### Directions for this task
Filter these records by the string "viewport", copying each line that holds it.

### Data to use
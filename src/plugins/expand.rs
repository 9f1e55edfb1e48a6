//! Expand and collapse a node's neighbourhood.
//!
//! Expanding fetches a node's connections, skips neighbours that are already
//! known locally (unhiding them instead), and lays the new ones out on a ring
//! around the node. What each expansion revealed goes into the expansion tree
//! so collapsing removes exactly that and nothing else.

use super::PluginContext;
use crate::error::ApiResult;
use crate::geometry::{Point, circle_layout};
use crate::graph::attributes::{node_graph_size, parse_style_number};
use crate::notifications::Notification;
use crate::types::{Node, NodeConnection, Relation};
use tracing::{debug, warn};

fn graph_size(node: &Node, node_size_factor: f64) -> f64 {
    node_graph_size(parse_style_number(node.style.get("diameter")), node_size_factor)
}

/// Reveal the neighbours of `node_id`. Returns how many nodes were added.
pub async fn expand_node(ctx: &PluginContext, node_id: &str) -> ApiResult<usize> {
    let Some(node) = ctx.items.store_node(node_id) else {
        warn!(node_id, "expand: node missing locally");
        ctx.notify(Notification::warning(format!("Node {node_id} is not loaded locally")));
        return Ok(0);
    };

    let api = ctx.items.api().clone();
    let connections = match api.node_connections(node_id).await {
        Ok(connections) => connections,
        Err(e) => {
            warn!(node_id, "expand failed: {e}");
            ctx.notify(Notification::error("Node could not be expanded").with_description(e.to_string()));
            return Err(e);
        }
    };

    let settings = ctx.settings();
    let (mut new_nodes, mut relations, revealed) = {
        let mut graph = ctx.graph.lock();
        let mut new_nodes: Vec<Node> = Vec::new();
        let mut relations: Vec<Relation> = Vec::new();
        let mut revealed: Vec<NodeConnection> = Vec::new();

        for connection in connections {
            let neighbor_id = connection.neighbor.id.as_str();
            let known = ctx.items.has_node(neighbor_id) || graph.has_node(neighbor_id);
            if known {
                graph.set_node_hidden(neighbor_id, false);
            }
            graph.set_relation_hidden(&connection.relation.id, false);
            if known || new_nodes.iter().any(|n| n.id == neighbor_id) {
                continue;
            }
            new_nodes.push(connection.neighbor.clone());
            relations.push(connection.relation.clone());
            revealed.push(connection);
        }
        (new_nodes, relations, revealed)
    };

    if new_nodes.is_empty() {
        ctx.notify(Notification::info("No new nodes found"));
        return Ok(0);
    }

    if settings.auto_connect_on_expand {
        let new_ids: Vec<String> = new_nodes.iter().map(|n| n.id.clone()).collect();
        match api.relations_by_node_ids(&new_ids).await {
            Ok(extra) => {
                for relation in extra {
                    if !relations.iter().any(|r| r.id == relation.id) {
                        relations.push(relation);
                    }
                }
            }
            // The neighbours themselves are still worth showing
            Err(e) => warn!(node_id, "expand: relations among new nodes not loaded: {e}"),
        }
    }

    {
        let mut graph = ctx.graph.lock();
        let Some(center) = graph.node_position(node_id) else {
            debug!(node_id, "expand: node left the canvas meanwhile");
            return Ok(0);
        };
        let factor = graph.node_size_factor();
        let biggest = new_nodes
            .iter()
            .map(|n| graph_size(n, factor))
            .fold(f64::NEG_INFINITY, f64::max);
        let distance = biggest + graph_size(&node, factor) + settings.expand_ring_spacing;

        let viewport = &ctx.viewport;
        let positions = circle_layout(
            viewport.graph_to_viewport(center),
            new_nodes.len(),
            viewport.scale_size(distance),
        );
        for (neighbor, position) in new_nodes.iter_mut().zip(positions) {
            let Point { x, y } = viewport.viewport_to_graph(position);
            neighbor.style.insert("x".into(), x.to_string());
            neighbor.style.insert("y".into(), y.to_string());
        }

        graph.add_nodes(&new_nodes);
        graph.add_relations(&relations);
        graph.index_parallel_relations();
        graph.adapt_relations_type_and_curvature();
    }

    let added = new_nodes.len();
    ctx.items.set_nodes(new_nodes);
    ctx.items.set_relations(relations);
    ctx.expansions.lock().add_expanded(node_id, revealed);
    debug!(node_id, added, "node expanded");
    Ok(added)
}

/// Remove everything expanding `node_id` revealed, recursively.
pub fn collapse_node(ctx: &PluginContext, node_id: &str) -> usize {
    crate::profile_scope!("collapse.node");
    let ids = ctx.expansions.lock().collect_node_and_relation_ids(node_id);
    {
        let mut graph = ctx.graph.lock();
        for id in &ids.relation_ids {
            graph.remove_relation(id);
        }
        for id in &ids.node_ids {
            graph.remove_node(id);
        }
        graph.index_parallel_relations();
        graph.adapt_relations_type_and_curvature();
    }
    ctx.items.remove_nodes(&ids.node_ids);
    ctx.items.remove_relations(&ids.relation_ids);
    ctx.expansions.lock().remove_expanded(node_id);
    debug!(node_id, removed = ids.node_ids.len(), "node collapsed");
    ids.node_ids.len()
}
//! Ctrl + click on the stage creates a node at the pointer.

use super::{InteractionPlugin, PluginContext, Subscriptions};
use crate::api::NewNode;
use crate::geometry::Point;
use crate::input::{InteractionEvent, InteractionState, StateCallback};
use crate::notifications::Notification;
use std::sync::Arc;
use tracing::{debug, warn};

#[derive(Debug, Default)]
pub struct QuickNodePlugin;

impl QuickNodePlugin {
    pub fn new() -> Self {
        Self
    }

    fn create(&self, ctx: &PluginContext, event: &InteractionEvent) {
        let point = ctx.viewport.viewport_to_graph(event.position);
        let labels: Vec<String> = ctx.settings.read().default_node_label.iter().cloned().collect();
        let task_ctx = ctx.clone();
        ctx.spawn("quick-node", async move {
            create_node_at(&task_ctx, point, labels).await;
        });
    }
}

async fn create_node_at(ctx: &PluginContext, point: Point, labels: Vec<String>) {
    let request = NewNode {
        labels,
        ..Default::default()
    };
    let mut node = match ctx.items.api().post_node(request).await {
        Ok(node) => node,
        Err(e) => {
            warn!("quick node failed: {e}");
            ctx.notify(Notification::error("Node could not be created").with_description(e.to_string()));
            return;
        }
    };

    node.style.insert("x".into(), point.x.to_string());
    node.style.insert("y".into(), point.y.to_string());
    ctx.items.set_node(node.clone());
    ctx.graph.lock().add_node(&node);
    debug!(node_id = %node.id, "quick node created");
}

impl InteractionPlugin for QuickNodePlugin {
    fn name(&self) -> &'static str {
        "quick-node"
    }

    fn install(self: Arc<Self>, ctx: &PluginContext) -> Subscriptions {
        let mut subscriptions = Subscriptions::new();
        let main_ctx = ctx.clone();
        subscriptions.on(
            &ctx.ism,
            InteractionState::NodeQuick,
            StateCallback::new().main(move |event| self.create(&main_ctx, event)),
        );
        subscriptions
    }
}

### Exercise result
        let viewport = &ctx.viewport;
            viewport.graph_to_viewport(center),
            viewport.scale_size(distance),
            let Point { x, y } = viewport.viewport_to_graph(position);
        let point = ctx.viewport.viewport_to_graph(event.position);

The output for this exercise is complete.